» **Problem requirements**: Restate, word for word, the lines from the opening line of the data through the line containing "const RESOLUTION_PROBES: usize = 100;", both included, and nothing else.

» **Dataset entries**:
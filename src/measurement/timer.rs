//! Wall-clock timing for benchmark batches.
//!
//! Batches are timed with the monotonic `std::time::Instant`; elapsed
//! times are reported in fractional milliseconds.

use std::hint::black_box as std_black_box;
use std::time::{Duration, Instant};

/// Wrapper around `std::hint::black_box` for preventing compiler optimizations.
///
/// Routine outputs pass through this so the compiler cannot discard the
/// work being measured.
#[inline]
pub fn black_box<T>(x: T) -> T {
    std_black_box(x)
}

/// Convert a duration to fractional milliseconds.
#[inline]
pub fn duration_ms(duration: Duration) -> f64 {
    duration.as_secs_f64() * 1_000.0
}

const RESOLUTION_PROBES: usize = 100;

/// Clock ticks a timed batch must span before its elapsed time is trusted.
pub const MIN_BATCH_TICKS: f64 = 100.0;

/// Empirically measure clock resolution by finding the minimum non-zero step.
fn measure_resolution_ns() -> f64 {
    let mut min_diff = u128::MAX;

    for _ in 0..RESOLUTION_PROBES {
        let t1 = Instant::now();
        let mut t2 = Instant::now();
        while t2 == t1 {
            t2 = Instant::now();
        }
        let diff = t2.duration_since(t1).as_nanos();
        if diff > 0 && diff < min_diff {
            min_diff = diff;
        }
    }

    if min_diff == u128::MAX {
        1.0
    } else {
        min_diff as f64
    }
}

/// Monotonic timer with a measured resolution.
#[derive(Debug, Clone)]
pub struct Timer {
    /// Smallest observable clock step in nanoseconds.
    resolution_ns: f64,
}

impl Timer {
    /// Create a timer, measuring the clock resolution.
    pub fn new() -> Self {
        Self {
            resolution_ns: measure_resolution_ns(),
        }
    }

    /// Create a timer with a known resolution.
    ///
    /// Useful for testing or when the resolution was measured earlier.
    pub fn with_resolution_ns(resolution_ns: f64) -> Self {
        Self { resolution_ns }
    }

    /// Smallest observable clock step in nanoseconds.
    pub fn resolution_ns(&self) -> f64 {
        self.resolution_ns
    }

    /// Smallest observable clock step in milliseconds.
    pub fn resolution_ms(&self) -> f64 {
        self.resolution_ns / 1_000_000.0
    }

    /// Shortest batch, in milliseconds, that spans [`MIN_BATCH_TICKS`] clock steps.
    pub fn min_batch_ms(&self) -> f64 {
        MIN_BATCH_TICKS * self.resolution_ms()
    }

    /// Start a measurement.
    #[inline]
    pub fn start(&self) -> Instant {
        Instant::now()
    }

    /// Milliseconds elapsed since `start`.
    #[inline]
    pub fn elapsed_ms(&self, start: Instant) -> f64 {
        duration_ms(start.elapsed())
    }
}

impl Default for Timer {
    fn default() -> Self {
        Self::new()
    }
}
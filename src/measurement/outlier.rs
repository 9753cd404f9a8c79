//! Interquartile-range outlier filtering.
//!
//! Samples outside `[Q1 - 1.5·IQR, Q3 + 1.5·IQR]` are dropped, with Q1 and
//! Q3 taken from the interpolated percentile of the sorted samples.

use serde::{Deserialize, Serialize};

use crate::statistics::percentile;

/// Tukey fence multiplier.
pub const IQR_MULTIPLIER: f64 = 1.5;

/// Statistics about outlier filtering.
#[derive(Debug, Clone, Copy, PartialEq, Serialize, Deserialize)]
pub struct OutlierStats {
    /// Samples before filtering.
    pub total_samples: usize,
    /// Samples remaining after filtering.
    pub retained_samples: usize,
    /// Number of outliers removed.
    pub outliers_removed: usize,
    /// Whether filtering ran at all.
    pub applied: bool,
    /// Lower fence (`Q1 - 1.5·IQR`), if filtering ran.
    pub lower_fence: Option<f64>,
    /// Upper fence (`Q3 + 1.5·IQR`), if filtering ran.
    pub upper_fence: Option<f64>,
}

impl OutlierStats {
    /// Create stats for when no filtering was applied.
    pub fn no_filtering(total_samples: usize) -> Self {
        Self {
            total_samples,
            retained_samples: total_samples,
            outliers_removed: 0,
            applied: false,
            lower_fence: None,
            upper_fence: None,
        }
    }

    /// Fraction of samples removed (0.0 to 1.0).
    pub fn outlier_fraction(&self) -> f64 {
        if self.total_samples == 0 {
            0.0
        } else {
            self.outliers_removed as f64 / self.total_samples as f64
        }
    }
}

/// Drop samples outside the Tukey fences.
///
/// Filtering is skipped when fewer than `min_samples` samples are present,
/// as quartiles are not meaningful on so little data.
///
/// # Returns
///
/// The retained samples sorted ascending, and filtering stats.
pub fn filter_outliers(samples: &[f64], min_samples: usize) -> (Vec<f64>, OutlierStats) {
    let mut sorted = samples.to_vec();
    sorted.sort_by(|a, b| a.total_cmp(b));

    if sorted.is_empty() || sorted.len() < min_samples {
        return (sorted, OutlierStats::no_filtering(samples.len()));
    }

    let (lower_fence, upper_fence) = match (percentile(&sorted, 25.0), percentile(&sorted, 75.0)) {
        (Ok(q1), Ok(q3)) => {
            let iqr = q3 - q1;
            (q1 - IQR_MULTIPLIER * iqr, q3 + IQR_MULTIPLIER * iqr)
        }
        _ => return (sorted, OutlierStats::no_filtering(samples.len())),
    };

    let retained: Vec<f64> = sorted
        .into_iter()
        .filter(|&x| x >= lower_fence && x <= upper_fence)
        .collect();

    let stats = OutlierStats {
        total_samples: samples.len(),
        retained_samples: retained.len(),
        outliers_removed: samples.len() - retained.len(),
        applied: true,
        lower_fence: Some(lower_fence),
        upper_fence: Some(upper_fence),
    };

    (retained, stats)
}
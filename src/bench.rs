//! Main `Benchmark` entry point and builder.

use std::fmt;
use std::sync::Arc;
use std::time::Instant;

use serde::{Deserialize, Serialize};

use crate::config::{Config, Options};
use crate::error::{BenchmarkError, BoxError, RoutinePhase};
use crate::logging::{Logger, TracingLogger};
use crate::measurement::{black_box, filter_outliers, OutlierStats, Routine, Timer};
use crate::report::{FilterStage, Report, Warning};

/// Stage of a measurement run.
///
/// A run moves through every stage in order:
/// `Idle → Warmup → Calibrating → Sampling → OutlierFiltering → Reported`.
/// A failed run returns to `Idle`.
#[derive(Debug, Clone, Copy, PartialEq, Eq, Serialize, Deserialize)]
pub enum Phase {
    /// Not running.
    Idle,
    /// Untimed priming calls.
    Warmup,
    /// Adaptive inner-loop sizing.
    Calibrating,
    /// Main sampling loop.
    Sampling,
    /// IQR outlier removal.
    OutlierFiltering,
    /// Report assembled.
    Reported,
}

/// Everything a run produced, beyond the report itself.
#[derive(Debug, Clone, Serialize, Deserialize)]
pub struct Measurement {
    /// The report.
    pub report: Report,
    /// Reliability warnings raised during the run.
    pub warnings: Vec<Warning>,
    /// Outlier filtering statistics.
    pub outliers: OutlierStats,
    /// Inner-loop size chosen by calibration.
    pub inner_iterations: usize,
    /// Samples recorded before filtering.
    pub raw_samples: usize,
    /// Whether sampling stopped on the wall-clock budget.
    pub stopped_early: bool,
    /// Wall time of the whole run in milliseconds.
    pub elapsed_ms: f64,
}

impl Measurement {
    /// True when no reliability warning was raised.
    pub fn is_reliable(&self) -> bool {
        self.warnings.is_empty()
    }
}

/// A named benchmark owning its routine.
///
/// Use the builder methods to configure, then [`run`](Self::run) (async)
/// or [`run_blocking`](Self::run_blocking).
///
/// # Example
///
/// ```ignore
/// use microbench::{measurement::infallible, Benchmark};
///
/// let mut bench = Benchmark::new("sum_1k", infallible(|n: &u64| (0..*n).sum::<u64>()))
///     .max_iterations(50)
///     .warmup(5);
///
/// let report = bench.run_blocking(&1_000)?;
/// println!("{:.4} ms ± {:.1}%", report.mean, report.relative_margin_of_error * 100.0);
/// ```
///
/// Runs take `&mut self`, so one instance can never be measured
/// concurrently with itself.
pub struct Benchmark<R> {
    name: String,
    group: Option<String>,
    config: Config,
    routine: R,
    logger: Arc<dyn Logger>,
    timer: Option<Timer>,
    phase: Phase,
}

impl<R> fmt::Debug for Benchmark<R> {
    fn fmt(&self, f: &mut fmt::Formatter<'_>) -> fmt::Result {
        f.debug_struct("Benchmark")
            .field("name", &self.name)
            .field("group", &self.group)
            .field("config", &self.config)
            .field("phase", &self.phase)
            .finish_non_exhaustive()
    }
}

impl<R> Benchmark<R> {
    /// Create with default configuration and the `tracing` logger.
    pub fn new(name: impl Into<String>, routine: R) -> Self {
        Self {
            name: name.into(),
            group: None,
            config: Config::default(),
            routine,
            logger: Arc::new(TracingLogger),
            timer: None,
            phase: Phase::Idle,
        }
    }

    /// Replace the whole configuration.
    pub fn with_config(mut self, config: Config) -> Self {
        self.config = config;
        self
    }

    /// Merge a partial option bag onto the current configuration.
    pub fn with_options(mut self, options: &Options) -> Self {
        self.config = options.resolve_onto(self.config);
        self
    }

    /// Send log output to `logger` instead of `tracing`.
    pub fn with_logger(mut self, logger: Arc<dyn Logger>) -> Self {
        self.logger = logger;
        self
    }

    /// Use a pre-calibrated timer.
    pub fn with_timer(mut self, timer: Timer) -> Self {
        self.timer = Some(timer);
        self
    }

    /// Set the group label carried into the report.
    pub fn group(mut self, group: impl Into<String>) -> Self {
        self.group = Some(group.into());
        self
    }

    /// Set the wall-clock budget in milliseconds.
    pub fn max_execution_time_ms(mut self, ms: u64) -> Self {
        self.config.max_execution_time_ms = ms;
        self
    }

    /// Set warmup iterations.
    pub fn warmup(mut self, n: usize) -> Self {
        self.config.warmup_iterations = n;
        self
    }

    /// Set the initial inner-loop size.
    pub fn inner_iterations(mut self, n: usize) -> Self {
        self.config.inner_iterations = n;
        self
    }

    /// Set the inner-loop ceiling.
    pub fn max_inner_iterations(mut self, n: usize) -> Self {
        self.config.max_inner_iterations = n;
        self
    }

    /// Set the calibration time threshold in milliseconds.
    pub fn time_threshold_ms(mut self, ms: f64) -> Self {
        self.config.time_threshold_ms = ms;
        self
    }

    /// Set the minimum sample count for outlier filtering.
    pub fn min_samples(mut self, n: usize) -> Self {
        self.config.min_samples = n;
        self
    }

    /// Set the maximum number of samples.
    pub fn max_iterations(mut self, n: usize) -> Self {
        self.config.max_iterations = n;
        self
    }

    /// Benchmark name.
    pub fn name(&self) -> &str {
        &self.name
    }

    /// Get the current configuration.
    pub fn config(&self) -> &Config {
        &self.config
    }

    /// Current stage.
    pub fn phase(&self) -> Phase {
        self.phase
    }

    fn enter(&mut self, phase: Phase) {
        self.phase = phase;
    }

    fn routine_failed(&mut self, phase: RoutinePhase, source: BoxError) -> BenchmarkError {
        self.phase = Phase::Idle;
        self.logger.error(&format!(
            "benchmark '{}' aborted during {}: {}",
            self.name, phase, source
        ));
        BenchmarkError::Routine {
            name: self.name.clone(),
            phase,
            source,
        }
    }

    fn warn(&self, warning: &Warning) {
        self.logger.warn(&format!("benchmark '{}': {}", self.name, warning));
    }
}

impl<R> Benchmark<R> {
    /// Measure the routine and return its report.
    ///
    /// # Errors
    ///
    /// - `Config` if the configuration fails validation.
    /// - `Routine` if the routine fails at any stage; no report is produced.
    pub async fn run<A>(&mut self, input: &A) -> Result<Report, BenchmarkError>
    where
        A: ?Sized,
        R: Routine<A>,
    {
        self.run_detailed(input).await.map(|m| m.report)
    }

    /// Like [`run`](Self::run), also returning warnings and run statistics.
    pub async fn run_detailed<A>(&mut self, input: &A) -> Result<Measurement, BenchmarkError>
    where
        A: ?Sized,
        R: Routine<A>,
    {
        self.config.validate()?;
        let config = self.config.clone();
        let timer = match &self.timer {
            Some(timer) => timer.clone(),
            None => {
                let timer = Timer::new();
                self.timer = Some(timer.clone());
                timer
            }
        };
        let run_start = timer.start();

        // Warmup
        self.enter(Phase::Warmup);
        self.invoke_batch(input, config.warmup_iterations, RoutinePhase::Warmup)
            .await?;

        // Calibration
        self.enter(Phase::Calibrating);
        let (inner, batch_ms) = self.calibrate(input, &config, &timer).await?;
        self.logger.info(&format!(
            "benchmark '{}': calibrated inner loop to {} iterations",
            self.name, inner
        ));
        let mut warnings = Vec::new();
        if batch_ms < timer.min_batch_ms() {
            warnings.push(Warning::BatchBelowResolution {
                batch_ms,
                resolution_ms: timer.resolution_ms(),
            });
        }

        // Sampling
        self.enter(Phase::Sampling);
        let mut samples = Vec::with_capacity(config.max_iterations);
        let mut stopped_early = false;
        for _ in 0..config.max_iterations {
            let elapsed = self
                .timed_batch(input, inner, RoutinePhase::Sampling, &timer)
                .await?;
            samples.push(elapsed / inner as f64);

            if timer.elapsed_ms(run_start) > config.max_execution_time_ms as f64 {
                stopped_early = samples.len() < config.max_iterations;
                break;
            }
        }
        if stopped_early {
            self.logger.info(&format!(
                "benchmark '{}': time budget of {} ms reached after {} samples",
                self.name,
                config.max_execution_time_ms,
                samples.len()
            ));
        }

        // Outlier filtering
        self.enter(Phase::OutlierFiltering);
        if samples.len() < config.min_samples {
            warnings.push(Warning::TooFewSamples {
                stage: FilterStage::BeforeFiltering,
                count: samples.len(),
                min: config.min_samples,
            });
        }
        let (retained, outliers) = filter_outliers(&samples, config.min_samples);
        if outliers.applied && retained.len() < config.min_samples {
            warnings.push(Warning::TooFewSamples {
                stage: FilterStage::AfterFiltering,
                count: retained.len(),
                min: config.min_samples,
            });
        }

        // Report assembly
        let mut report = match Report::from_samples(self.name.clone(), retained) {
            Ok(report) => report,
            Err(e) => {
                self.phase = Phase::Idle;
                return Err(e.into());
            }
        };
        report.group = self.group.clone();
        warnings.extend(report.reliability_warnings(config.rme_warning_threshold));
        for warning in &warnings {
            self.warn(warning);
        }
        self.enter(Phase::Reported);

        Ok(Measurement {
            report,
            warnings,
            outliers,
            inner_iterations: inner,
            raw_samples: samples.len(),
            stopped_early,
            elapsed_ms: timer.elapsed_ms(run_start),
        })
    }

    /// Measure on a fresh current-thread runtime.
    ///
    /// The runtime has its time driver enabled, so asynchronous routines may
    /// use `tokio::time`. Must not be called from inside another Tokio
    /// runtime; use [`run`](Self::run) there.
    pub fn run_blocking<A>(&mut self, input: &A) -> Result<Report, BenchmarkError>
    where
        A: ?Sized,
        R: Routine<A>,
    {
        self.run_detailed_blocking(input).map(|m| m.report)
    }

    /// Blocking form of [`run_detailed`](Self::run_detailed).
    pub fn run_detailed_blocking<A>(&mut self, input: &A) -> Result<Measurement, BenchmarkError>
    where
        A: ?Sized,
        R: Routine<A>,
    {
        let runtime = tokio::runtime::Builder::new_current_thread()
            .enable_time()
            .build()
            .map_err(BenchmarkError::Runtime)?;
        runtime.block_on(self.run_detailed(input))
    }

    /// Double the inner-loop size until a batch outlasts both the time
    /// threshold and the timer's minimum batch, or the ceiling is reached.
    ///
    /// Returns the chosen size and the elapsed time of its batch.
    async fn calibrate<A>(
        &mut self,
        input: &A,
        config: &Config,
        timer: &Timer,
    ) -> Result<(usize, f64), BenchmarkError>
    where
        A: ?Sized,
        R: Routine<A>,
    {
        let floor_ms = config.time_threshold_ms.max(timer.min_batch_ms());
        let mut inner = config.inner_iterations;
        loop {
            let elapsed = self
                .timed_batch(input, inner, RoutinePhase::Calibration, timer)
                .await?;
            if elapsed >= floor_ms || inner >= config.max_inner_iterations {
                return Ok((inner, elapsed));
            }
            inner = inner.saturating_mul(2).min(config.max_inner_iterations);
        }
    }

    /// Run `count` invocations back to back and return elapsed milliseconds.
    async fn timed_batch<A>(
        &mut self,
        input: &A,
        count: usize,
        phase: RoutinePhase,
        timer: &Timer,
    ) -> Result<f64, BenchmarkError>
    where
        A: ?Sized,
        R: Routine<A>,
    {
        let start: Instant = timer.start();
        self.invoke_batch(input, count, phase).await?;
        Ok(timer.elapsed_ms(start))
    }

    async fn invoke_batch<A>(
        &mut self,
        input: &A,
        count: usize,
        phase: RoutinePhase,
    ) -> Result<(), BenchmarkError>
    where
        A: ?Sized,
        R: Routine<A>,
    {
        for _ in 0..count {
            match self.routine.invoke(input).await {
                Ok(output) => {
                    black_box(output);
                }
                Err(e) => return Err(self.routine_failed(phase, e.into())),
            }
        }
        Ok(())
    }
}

» **Exercise output**:
filename src/measurement/timer.rs
//! Wall-clock timing for benchmark batches.
//!
//! Batches are timed with the monotonic `std::time::Instant`; elapsed
//! times are reported in fractional milliseconds.

use std::hint::black_box as std_black_box;
use std::time::{Duration, Instant};

/// Wrapper around `std::hint::black_box` for preventing compiler optimizations.
///
/// Routine outputs pass through this so the compiler cannot discard the
/// work being measured.
#[inline]
pub fn black_box<T>(x: T) -> T {
    std_black_box(x)
}

/// Convert a duration to fractional milliseconds.
#[inline]
pub fn duration_ms(duration: Duration) -> f64 {
    duration.as_secs_f64() * 1_000.0
}

const RESOLUTION_PROBES: usize = 100;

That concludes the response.